Saved entries>
=== Begin Enclosure ===
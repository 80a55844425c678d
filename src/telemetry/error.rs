use thiserror::Error;

use crate::VehicleId;

/// Errors raised while reading simulator telemetry.
#[derive(Debug, Error, Clone, PartialEq, Eq)]
pub enum TelemetryError {
    /// The simulator connection is not in a running state, or the backend
    /// refused the query.
    #[error("Telemetry unavailable: {0}")]
    Unavailable(String),

    /// The vehicle left the network between listing and querying it.
    #[error("Unknown vehicle: {0}")]
    UnknownVehicle(VehicleId),
}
=== End Enclosure ===
About this task>
Reproduce all the entries verbatim, leaving nothing out.

Written response>
repository 80a55844425c678d
filename src/telemetry/error.rs
use thiserror::Error;

use crate::VehicleId;

/// Errors raised while reading simulator telemetry.
#[derive(Debug, Error, Clone, PartialEq, Eq)]
pub enum TelemetryError {
    /// The simulator connection is not in a running state, or the backend
    /// refused the query.
    #[error("Telemetry unavailable: {0}")]
    Unavailable(String),

    /// The vehicle left the network between listing and querying it.
    #[error("Unknown vehicle: {0}")]
    UnknownVehicle(VehicleId),
}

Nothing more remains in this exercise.